PROBLEM TO WORK ON |
Look through the data below and count each line where the word "filename" appears. Reply with the count alone.

SUPPLIED INFORMATION |
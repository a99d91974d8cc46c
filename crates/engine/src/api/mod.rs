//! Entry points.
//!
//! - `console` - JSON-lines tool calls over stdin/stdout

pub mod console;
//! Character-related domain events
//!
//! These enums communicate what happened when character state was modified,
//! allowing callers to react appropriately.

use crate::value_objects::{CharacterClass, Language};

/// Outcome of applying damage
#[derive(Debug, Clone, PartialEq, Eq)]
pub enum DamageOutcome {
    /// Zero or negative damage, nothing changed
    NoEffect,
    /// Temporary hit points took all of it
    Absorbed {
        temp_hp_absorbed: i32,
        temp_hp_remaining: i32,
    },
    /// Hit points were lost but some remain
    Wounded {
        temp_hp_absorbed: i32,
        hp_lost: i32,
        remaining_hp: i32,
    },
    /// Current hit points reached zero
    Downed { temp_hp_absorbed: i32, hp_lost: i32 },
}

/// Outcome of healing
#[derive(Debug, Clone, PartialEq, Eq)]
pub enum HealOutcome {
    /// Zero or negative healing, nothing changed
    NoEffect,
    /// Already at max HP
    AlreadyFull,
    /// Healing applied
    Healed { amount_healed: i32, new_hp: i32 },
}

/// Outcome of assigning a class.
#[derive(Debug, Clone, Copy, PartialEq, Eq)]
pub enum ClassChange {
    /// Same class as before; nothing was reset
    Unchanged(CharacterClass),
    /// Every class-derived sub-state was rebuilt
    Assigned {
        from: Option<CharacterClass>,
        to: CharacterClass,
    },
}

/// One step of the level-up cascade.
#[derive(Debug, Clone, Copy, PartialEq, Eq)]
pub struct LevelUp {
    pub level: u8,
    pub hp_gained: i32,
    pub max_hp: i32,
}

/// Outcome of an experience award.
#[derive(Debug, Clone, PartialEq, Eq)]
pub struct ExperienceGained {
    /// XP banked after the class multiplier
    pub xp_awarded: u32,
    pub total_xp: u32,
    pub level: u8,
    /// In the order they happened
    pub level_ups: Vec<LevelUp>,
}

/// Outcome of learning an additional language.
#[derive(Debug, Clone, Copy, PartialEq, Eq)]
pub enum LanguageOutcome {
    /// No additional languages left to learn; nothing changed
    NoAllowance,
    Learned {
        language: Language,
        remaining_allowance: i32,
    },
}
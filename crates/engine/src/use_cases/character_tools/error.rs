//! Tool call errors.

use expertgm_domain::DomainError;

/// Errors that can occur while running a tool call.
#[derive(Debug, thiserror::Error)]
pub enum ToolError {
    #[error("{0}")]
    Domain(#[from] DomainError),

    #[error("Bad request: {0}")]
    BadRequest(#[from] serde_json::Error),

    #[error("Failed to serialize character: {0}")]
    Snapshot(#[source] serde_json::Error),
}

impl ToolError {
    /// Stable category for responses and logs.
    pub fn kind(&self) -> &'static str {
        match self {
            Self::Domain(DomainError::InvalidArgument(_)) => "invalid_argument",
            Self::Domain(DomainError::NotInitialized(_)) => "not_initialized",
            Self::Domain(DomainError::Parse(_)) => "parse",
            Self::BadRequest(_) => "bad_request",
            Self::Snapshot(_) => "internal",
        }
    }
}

OUTPUT OF THE EXERCISE |
2